Ma com’è possibile che un atto così impuro non venga percepito per la sua natura?

Sicuramente è utile rilevare che, in queste situazioni, vi sono elementi clinici che compromettono progressivamente la stabilità mentale e cognitiva. Psicopatologie acute, situazioni emotive problematiche e abuso di sostanze voluttuarie sono solo alcune voci citabili.

Vi sono poi le manifestazioni di un disagio psichico a carattere depressivo con instabilità emotiva, ansia e irritabilità. E’ il caso del baby blues, o maternity blues, patologia che colpisce fino all’80% dei casi di neomamme. Accanto ad essa la depressione post-partum, che colpisce dal 7 al 12% esordendo tra la sesta e la dodicesima settimana post parto.

L’ascolto e la prevenzione come chiave di uscita dai Labirinti dell’Amore Distorto

Ascoltarsi. Ascoltare.

Due parole che nascondono una potenzialità di salvezza per le neo mamme.

Ascoltarsi. Ovvero: riconoscersi come essere umano, non invincibile. Non temere l’errore e lo sbaglio. Non voler essere super mamme a tutti i costi. Riconoscere, in questo processo, i cambiamenti interni a sè stesse. Cambiamenti inevitabili e meravigliosamente paurosi. L’accettazione, dunque, della paura fa parte anch’esso di questa presa di coscienza. Ascoltare. Ovvero: prendere parte a un insieme e riconoscersi in quanto parte dello stesso. Farsi forza grazie alla coesione sociale. L’integrazione è, in questo caso, cardine del divenire presente e futuro.

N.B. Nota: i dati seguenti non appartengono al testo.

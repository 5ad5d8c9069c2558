use std::fmt;

/// Exit status for a missing, unknown or help subcommand.
pub const USAGE_EXIT_CODE: i32 = 9;

#[derive(Debug, Clone, Copy, PartialEq, Eq)]
pub enum MinterCommand {
    IssueCollectionToken,
    SetRoles,
    Create,
}

impl MinterCommand {
    pub const ALL: [MinterCommand; 3] = [
        MinterCommand::IssueCollectionToken,
        MinterCommand::SetRoles,
        MinterCommand::Create,
    ];

    pub fn as_str(&self) -> &'static str {
        match self {
            MinterCommand::IssueCollectionToken => "issue-collection-token",
            MinterCommand::SetRoles => "set-roles",
            MinterCommand::Create => "create",
        }
    }
}

impl fmt::Display for MinterCommand {
    fn fmt(&self, f: &mut fmt::Formatter<'_>) -> fmt::Result {
        f.write_str(self.as_str())
    }
}

#[derive(Debug, Clone, PartialEq, Eq)]
pub enum UsageError {
    Help,
    /// `None` when no subcommand was given at all.
    Unknown(Option<String>),
}

impl UsageError {
    pub fn exit_code(&self) -> i32 {
        USAGE_EXIT_CODE
    }
}

impl fmt::Display for UsageError {
    fn fmt(&self, f: &mut fmt::Formatter<'_>) -> fmt::Result {
        let header = match self {
            UsageError::Help => "Available commands:",
            UsageError::Unknown(_) => "Please provide a proper command. Available commands:",
        };
        let rule = "=".repeat(header.len());
        writeln!(f, "{}\n{}\n{}", rule, header, rule)?;
        let commands: Vec<&str> = MinterCommand::ALL.iter().map(MinterCommand::as_str).collect();
        write!(f, "{}", commands.join("\n"))
    }
}

impl std::error::Error for UsageError {}

pub fn dispatch(subcommand: Option<&str>) -> Result<MinterCommand, UsageError> {
    match subcommand {
        Some("-h") | Some("--help") => Err(UsageError::Help),
        Some(token) => MinterCommand::ALL
            .into_iter()
            .find(|command| command.as_str() == token)
            .ok_or_else(|| UsageError::Unknown(Some(token.to_string()))),
        None => Err(UsageError::Unknown(None)),
    }
}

In quest’ottica, essendo la depressione un disturbo prevenibile, diventa estremamente importante implementare azioni integrate fra diversi settori. È opprtuno che ogni tassello componente della rete sociale si attivi al fine di favorire l’inclusione sociale e garantire il coinvolgimento dell’intera comunità.

Riconoscersi in vesti diverse dal super uomo, a cui tanto ambiamo sempre di più, quanto piuttosto in panni di un essere in divenire. Un essere calato in un tessuto sociale forte. Parallelo a questa accettazione c’è, infatti, una società molto attenta alle esigenze sempre nuove delle neo madri. Gli sportelli ascolto, come anche gli spazi ad esse dedicati, ne sono alcuni esempi.

Accanto ad essi vi sono, poi, i trattamenti che vedono la madre rapportasi con tanti operatori sanitari. Tuttavia, quello che permea è un senso di non totale presa in carico delle possibili sofferenze croniche vissute. Questa cecità, in modo inequivocabile, causa un deficit nei trattamenti.

I dati sono allarmanti…

Secondo i dati Eures[2], infatti, dal 2010 a oggi in Italia sono stati commessi oltre trecento figlicidi, di cui il 64% compiuti da padri. Il rapporto si capovolge se si fa riferimento preciso ai bambini uccisi ad un’ età inferiore di cinque anni: in questo caso, a compiere l’infanticidio è la madre nel 57,5% dei casi.

A valle della risposta umanitaria vi è una ragione che va oltre alla figura della madre. Oltre al presente, offuscato da ragioni depressive o maniacali, infatti, la mission è rivolta anche al futuro. Ai bambini.

Se diviene di primaria importanza tutelare le fasce vulnerabili, diviene ancora più fondamentale proteggere chi non ha voce. I bambini, in questi ambiti, non hanno capacità di intendere e divengono, così, vittime passive.

In assenza di azioni attuate dalla madre, per ragioni ovvie, sono i più piccoli ad divenire attori cardine.

L’osservazione e, ancora una volta, l’ascolto di essi si rivela la chiave risolutiva e preventiva di situazioni di abuso. Atteggiamenti restii alle risorse sociali e comportamenti eccessivamente timorosi verso il prossimo potrebbero essere indici di un malessere vissuto da essi. Accanto a questi, i disturbi alimentari, l’ipersessualità, l’attacamento evitante verso gli adulti di riferimento.

E’ di centrale importanza porre attenzione ai caratteri inusuali del vivere quotidiano tanto delle madri quanto dei bambini per il bene comune. Per il presente e per il futuro.

Dott.ssa Elisa Bellucci, pedagogista specializzata in ambito giuridico

[1] Bruhl L. L., in Anima primitiva, nd, 1927.